WHAT THE EXERCISE ASKS -
In the entries below, find the lines that include "TokenId" and give their number as the whole reply.

>>>>>

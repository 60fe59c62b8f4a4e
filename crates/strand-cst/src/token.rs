//! Tokens of the unified stream.

use la_arena::Idx;
use text_size::{TextRange, TextSize};

use crate::location::{Point, SourceLocation};
use crate::{CommentKind, Error, RawComment, RawToken, Result, TokenKind};

/// Handle of a token in its [`TokenStream`](crate::TokenStream).
pub type TokenId = Idx<Token>;

/// One token of the stream: a syntax token, a comment, or synthesized trivia.
#[derive(Debug, Clone, PartialEq, Eq)]
pub struct Token {
    pub(crate) kind: TokenKind,
    pub(crate) value: String,
    /// Literal source form, comments only.
    pub(crate) raw: Option<String>,
    pub(crate) range: TextRange,
    pub(crate) loc: SourceLocation,
    pub(crate) prev: Option<TokenId>,
    pub(crate) next: Option<TokenId>,
    pub(crate) index: u32,
    /// Range in the original source; `None` for tokens spliced in later.
    pub(crate) origin: Option<TextRange>,
    pub(crate) attached: bool,
}

impl Token {
    pub(crate) fn synthesized(
        kind: TokenKind,
        value: &str,
        range: TextRange,
        loc: SourceLocation,
    ) -> Self {
        Self {
            kind,
            value: value.to_owned(),
            raw: None,
            range,
            loc,
            prev: None,
            next: None,
            index: 0,
            origin: Some(range),
            attached: true,
        }
    }

    pub(crate) fn from_raw(token: RawToken) -> Self {
        let RawToken { kind, value, range, loc } = token;
        Self {
            kind,
            value,
            raw: None,
            range,
            loc,
            prev: None,
            next: None,
            index: 0,
            origin: Some(range),
            attached: true,
        }
    }

    pub(crate) fn from_comment(comment: RawComment) -> Self {
        let RawComment { kind, value, range, loc } = comment;
        Self {
            kind: kind.token_kind(),
            raw: Some(kind.raw(&value)),
            value,
            range,
            loc,
            prev: None,
            next: None,
            index: 0,
            origin: Some(range),
            attached: true,
        }
    }

    #[inline]
    pub fn kind(&self) -> TokenKind {
        self.kind
    }

    #[inline]
    pub fn value(&self) -> &str {
        &self.value
    }

    #[inline]
    pub fn raw(&self) -> Option<&str> {
        self.raw.as_deref()
    }

    /// The display form: `raw` for comments, `value` otherwise.
    #[inline]
    pub fn text(&self) -> &str {
        self.raw.as_deref().unwrap_or(&self.value)
    }

    /// Current range; shifted by edits earlier in the stream.
    #[inline]
    pub fn range(&self) -> TextRange {
        self.range
    }

    #[inline]
    pub fn loc(&self) -> SourceLocation {
        self.loc
    }

    #[inline]
    pub fn prev(&self) -> Option<TokenId> {
        self.prev
    }

    #[inline]
    pub fn next(&self) -> Option<TokenId> {
        self.next
    }

    /// Position in the stream.
    #[inline]
    pub fn index(&self) -> u32 {
        self.index
    }

    /// Range this token covered when the tree was built.
    #[inline]
    pub fn origin(&self) -> Option<TextRange> {
        self.origin
    }

    /// `false` once the token has been removed.
    #[inline]
    pub fn is_attached(&self) -> bool {
        self.attached
    }
}

/// A token to splice into an existing stream.
///
/// `range` and `loc` are required: they must describe the token as laid out
/// somewhere (only the length of `range` is checked against the text). The
/// token is re-seated at the edit point when inserted.
#[derive(Debug, Clone, PartialEq, Eq)]
pub struct NewToken {
    pub kind: TokenKind,
    pub value: String,
    pub raw: Option<String>,
    pub range: Option<TextRange>,
    pub loc: Option<SourceLocation>,
}

impl NewToken {
    pub fn new(kind: TokenKind, value: impl Into<String>) -> Self {
        Self { kind, value: value.into(), raw: None, range: None, loc: None }
    }

    /// A token laid out on its own at offset 0, line 0, column 0.
    pub fn laid_out(kind: TokenKind, value: impl Into<String>) -> Self {
        let value = value.into();
        let raw = match kind {
            TokenKind::LineComment => Some(CommentKind::Line.raw(&value)),
            TokenKind::BlockComment => Some(CommentKind::Block.raw(&value)),
            _ => None,
        };
        let text = raw.as_deref().unwrap_or(&value);
        let end = Point::default().advance(text);
        Self {
            kind,
            range: Some(TextRange::up_to(end.offset)),
            loc: Some(SourceLocation::new(Default::default(), end.line_col)),
            value,
            raw,
        }
    }

    pub fn with_raw(mut self, raw: impl Into<String>) -> Self {
        self.raw = Some(raw.into());
        self
    }

    pub fn with_range(mut self, range: TextRange) -> Self {
        self.range = Some(range);
        self
    }

    pub fn with_loc(mut self, loc: SourceLocation) -> Self {
        self.loc = Some(loc);
        self
    }

    /// Checks the token and returns its display text.
    pub(crate) fn validate(&self) -> Result<&str> {
        let invalid = |reason: String| Err(Error::InvalidToken { reason });
        let Some(range) = self.range else {
            return invalid(format!("`{}` token has no range", self.kind));
        };
        if self.loc.is_none() {
            return invalid(format!("`{}` token has no loc", self.kind));
        }
        if self.raw.is_some() && !self.kind.is_comment() {
            return invalid(format!("only comments carry `raw`, got a `{}` token", self.kind));
        }
        if self.kind.is_comment() && self.raw.is_none() {
            return invalid(format!("`{}` token has no raw form", self.kind));
        }
        let text = self.raw.as_deref().unwrap_or(&self.value);
        if range.len() != TextSize::of(text) {
            return invalid(format!(
                "range {range:?} does not fit the {} bytes of {text:?}",
                text.len()
            ));
        }
        Ok(text)
    }

    pub(crate) fn into_token(self, range: TextRange, loc: SourceLocation) -> Token {
        Token {
            kind: self.kind,
            value: self.value,
            raw: self.raw,
            range,
            loc,
            prev: None,
            next: None,
            index: 0,
            origin: None,
            attached: true,
        }
    }
}

impl From<RawToken> for NewToken {
    fn from(token: RawToken) -> Self {
        Self {
            kind: token.kind,
            value: token.value,
            raw: None,
            range: Some(token.range),
            loc: Some(token.loc),
        }
    }
}

#[cfg(test)]
mod tests {
    use super::*;
    use crate::location::LineCol;

    #[test]
    fn missing_fields_are_rejected() {
        let err = NewToken::new(TokenKind::Identifier, "foo").validate().unwrap_err();
        assert!(matches!(err, Error::InvalidToken { .. }), "{err}");

        let err = NewToken::new(TokenKind::Identifier, "foo")
            .with_range(TextRange::up_to(3.into()))
            .validate()
            .unwrap_err();
        assert_eq!(err.to_string(), "invalid token: `Identifier` token has no loc");
    }

    #[test]
    fn range_must_fit_text() {
        let loc = SourceLocation::new(LineCol::new(1, 0), LineCol::new(1, 2));
        let err = NewToken::new(TokenKind::Identifier, "foo")
            .with_range(TextRange::up_to(2.into()))
            .with_loc(loc)
            .validate()
            .unwrap_err();
        assert!(err.to_string().contains("does not fit"), "{err}");
    }

    #[test]
    fn laid_out_tokens_are_valid() {
        let token = NewToken::laid_out(TokenKind::LineComment, " hi");
        assert_eq!(token.validate().unwrap(), "// hi");

        let token = NewToken::laid_out(TokenKind::LineBreak, "\r\n");
        assert_eq!(token.loc.unwrap().end, LineCol::new(1, 0));
        assert_eq!(token.validate().unwrap(), "\r\n");
    }
}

<<<<<

OUTPUT FOR THIS EXERCISE -
5